Two more plateaux, and gorges, they crossed before eventually climbing up to Cort's own. They had travelled most of the day, though there had been frequent brief stops at holdings along the way, yet they could see the sun glinting on the buildings of the city as they reached the top of the scarp. When Wolf commented, Cort merely shrugged, and said that jump-jets got him to town quickly enough when there was an emergency, but they were too expensive for everyday use.
Cort's headquarters consisted of one very large house, two stories high, and built of stone, surrounded by lawns and gardens, and ringed by ten smaller homes, built of timber, but in good repair, and also surrounded by lawns and gardens. Around the whole assemblage was a ring of outbuildings, and a high kerry fence. A large swimming pool graced one side of the main house, and there were playing fields of various kinds. Tall poles, from which jutted clusters of lights, dominated all the land inside the kerry fence. Outside the fence, cultivated lands and chicken runs stretched away to a distant line of forest.

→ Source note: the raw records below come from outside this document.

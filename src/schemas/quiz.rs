use serde::{Deserialize, Serialize};
use serde_json::{Map, Value};
use validator::Validate;

use crate::schemas::{deserialize_id, deserialize_optional_id};
use crate::services::listing::Listable;

#[derive(Debug, Clone, Serialize, Deserialize, PartialEq)]
pub(crate) struct Quiz {
    #[serde(deserialize_with = "deserialize_id")]
    pub(crate) id: String,
    #[serde(default)]
    pub(crate) title: String,
    #[serde(default)]
    pub(crate) subject: Option<String>,
    #[serde(default)]
    pub(crate) book: Option<String>,
    #[serde(default)]
    pub(crate) topic: Option<String>,
    #[serde(default, alias = "questionCount")]
    pub(crate) question_count: Option<u32>,
    #[serde(flatten)]
    pub(crate) extra: Map<String, Value>,
}

#[derive(Debug, Clone, Copy, PartialEq, Eq, Serialize)]
#[serde(rename_all = "lowercase")]
pub(crate) enum QuizAvailability {
    Available,
    Attempted,
}

impl QuizAvailability {
    pub(crate) fn as_str(self) -> &'static str {
        match self {
            Self::Available => "available",
            Self::Attempted => "attempted",
        }
    }
}

/// A quiz joined with the caller's own attempt, if any.
#[derive(Debug, Clone, Serialize)]
pub(crate) struct QuizListItem {
    #[serde(flatten)]
    pub(crate) quiz: Quiz,
    pub(crate) availability: QuizAvailability,
    pub(crate) attempt_id: Option<String>,
}

impl Listable for QuizListItem {
    fn search_fields(&self) -> Vec<&str> {
        let quiz = &self.quiz;
        let mut fields = vec![quiz.title.as_str()];
        fields.extend(quiz.subject.as_deref());
        fields.extend(quiz.book.as_deref());
        fields.extend(quiz.topic.as_deref());
        fields
    }

    fn category(&self) -> Option<&str> {
        self.quiz.subject.as_deref()
    }

    fn status(&self) -> Option<&str> {
        Some(self.availability.as_str())
    }
}

/// A question as shown to a student. Only the listed fields are forwarded,
/// so answer keys a service might include never reach the caller.
#[derive(Debug, Clone, Serialize, Deserialize, PartialEq)]
pub(crate) struct QuizQuestion {
    #[serde(deserialize_with = "deserialize_id")]
    pub(crate) id: String,
    #[serde(rename = "type", alias = "question_type", default = "default_question_type")]
    pub(crate) question_type: String,
    #[serde(alias = "question_text", alias = "question")]
    pub(crate) text: String,
    #[serde(default)]
    pub(crate) options: Vec<String>,
}

fn default_question_type() -> String {
    "multiple_choice".to_string()
}

#[derive(Debug, Clone, Serialize, Deserialize, PartialEq)]
pub(crate) struct QuizAttempt {
    #[serde(deserialize_with = "deserialize_id")]
    pub(crate) id: String,
    #[serde(alias = "quizId", deserialize_with = "deserialize_id")]
    pub(crate) quiz_id: String,
    #[serde(default, alias = "quizTitle")]
    pub(crate) quiz_title: Option<String>,
    /// Scores are whatever the quiz service reported, untouched.
    #[serde(default)]
    pub(crate) score: Option<Value>,
    #[serde(default, alias = "totalQuestions", alias = "total_questions")]
    pub(crate) total: Option<Value>,
    #[serde(default)]
    pub(crate) percentage: Option<Value>,
    #[serde(default, alias = "submittedAt", alias = "created_at")]
    pub(crate) submitted_at: Option<String>,
    #[serde(flatten)]
    pub(crate) extra: Map<String, Value>,
}

impl Listable for QuizAttempt {
    fn search_fields(&self) -> Vec<&str> {
        self.quiz_title.as_deref().into_iter().collect()
    }
}

#[derive(Debug, Clone, Serialize, Deserialize, Validate)]
pub(crate) struct AnswerInput {
    #[serde(alias = "questionId", deserialize_with = "deserialize_id")]
    pub(crate) question_id: String,
    #[validate(length(max = 5000, message = "answer must be at most 5000 characters"))]
    pub(crate) answer: String,
}

#[derive(Debug, Clone, Serialize, Deserialize, Validate)]
pub(crate) struct AttemptSubmission {
    #[validate(length(min = 1, message = "answers must not be empty"), nested)]
    pub(crate) answers: Vec<AnswerInput>,
    #[serde(default, skip_serializing_if = "Option::is_none", alias = "timeTakenSeconds")]
    pub(crate) time_taken_seconds: Option<u64>,
}

#[derive(Debug, Serialize)]
pub(crate) struct QuizQuestionsResponse {
    pub(crate) quiz_id: String,
    pub(crate) questions: Vec<QuizQuestion>,
}

#[derive(Debug, Clone, Serialize, Deserialize, Validate)]
pub(crate) struct DailySubmission {
    #[validate(length(min = 1, message = "answers must not be empty"), nested)]
    pub(crate) answers: Vec<AnswerInput>,
}

/// The daily quiz is forwarded as-is apart from its id.
#[derive(Debug, Clone, Serialize, Deserialize)]
pub(crate) struct DailyQuizEntry {
    #[serde(default, deserialize_with = "deserialize_optional_id")]
    pub(crate) id: Option<String>,
    #[serde(default)]
    pub(crate) title: String,
    #[serde(default)]
    pub(crate) date: Option<String>,
    #[serde(flatten)]
    pub(crate) extra: Map<String, Value>,
}

impl Listable for DailyQuizEntry {
    fn search_fields(&self) -> Vec<&str> {
        vec![self.title.as_str()]
    }
}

As the car swung up to the gate, it was opened by a gate-keeper, who covered them first with a blaster until some secret sign caused him to relax. At Wolf's surprised look, Cort pointed out that they were on the outskirts of civilisation, and not only had they to beware of kerries, but also of escaped convicts. It was relatively easy for convicts to get hold of weapons, and it was not uncommon for whole holdings to be held hostage while some demented escapee tried to bargain with the government.